> **SUPPLIED DATA**:
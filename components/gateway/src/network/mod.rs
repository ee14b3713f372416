//! Network layer of the gateway: WebSocket connection wrapper, handshake
//! protocol, HTTP user server, WebSocket node server and node-side client.
use std::{fs::File, io::BufReader, sync::Arc};

use anyhow::Context as _;
use tls_listener::TlsListener;
use tokio::net::TcpListener;
use tokio_rustls::{rustls, server::TlsStream, TlsAcceptor};

use crate::config::TlsConfig;

pub mod client;
pub mod conn;
pub mod handshake;
pub mod http;
pub mod server;
#[cfg(test)]
mod tests;

/// Byte stream a WebSocket or HTTP connection can run over.
/// Type-erases TCP vs TLS-over-TCP.
pub trait AsyncStream:
    tokio::io::AsyncRead + tokio::io::AsyncWrite + Send + Unpin + 'static
{
}

impl<T: tokio::io::AsyncRead + tokio::io::AsyncWrite + Send + Unpin + 'static> AsyncStream for T {}

/// WebSocket connection over a type-erased byte stream.
pub type WsStream = tokio_tungstenite::WebSocketStream<Box<dyn AsyncStream>>;

/// Abstraction over TCP and TLS listeners.
#[async_trait::async_trait]
pub(crate) trait Listener: 'static + Send {
    async fn accept(&mut self) -> anyhow::Result<Box<dyn AsyncStream>>;
}

#[async_trait::async_trait]
impl Listener for TcpListener {
    async fn accept(&mut self) -> anyhow::Result<Box<dyn AsyncStream>> {
        let (stream, _) = TcpListener::accept(self).await?;
        Ok(Box::new(stream))
    }
}

#[async_trait::async_trait]
impl Listener for TlsListener<TcpListener, TlsAcceptor> {
    async fn accept(&mut self) -> anyhow::Result<Box<dyn AsyncStream>> {
        let (stream, _): (TlsStream<tokio::net::TcpStream>, _) =
            TlsListener::accept(self).await?;
        Ok(Box::new(stream))
    }
}

/// Loads PEM key material and builds a TLS acceptor for a listener.
pub(crate) fn tls_acceptor(cfg: &TlsConfig) -> anyhow::Result<TlsAcceptor> {
    let certs = rustls_pemfile::certs(&mut BufReader::new(
        File::open(&cfg.cert_path).context("opening TLS certificate")?,
    ))
    .collect::<Result<Vec<_>, _>>()
    .context("parsing TLS certificate")?;
    let key = rustls_pemfile::private_key(&mut BufReader::new(
        File::open(&cfg.key_path).context("opening TLS key")?,
    ))
    .context("parsing TLS key")?
    .context("no private key found")?;
    let config = rustls::ServerConfig::builder()
        .with_no_client_auth()
        .with_single_cert(certs, key)
        .context("building TLS config")?;
    Ok(TlsAcceptor::from(Arc::new(config)))
}
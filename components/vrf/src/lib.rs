//! Bounded caches for VRF log processing.
//!
//! All three caches bound their memory by pruning old entries as a side
//! effect of inserts and head updates. There are no timer tasks: a cache
//! that stops receiving traffic stops growing.
pub use inflight_cache::InflightCache;
pub use log_deduper::{LogDeduper, LogKey};
pub use metrics::{DefaultSink, MetricsSink, NoopSink};
pub use rate_limiter::{ForceFulfillRateLimiter, MAX_FORCE_FULFILLMENTS};

mod inflight_cache;
mod log_deduper;
pub mod metrics;
mod rate_limiter;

> **WHAT YOU HAVE TO DO**: Line by line, retype the whole listing exactly.

> **SOLUTION**:
filename components/gateway/src/network/mod.rs
repository ee14b3713f372416
//! Network layer of the gateway: WebSocket connection wrapper, handshake
//! protocol, HTTP user server, WebSocket node server and node-side client.
use std::{fs::File, io::BufReader, sync::Arc};

use anyhow::Context as _;
use tls_listener::TlsListener;
use tokio::net::TcpListener;
use tokio_rustls::{rustls, server::TlsStream, TlsAcceptor};

use crate::config::TlsConfig;

pub mod client;
pub mod conn;
pub mod handshake;
pub mod http;
pub mod server;
#[cfg(test)]
mod tests;

/// Byte stream a WebSocket or HTTP connection can run over.
/// Type-erases TCP vs TLS-over-TCP.
pub trait AsyncStream:
    tokio::io::AsyncRead + tokio::io::AsyncWrite + Send + Unpin + 'static
{
}

impl<T: tokio::io::AsyncRead + tokio::io::AsyncWrite + Send + Unpin + 'static> AsyncStream for T {}

/// WebSocket connection over a type-erased byte stream.
pub type WsStream = tokio_tungstenite::WebSocketStream<Box<dyn AsyncStream>>;

/// Abstraction over TCP and TLS listeners.
#[async_trait::async_trait]
pub(crate) trait Listener: 'static + Send {
    async fn accept(&mut self) -> anyhow::Result<Box<dyn AsyncStream>>;
}

#[async_trait::async_trait]
impl Listener for TcpListener {
    async fn accept(&mut self) -> anyhow::Result<Box<dyn AsyncStream>> {
        let (stream, _) = TcpListener::accept(self).await?;
        Ok(Box::new(stream))
    }
}

#[async_trait::async_trait]
impl Listener for TlsListener<TcpListener, TlsAcceptor> {
    async fn accept(&mut self) -> anyhow::Result<Box<dyn AsyncStream>> {
        let (stream, _): (TlsStream<tokio::net::TcpStream>, _) =
            TlsListener::accept(self).await?;
        Ok(Box::new(stream))
    }
}

/// Loads PEM key material and builds a TLS acceptor for a listener.
pub(crate) fn tls_acceptor(cfg: &TlsConfig) -> anyhow::Result<TlsAcceptor> {
    let certs = rustls_pemfile::certs(&mut BufReader::new(
        File::open(&cfg.cert_path).context("opening TLS certificate")?,
    ))
    .collect::<Result<Vec<_>, _>>()
    .context("parsing TLS certificate")?;
    let key = rustls_pemfile::private_key(&mut BufReader::new(
        File::open(&cfg.key_path).context("opening TLS key")?,
    ))
    .context("parsing TLS key")?
    .context("no private key found")?;
    let config = rustls::ServerConfig::builder()
        .with_no_client_auth()
        .with_single_cert(certs, key)
        .context("building TLS config")?;
    Ok(TlsAcceptor::from(Arc::new(config)))
}
filename components/vrf/src/lib.rs
//! Bounded caches for VRF log processing.
//!
//! All three caches bound their memory by pruning old entries as a side
//! effect of inserts and head updates. There are no timer tasks: a cache
//! that stops receiving traffic stops growing.
pub use inflight_cache::InflightCache;
pub use log_deduper::{LogDeduper, LogKey};
pub use metrics::{DefaultSink, MetricsSink, NoopSink};
pub use rate_limiter::{ForceFulfillRateLimiter, MAX_FORCE_FULFILLMENTS};

mod inflight_cache;
mod log_deduper;
pub mod metrics;
mod rate_limiter;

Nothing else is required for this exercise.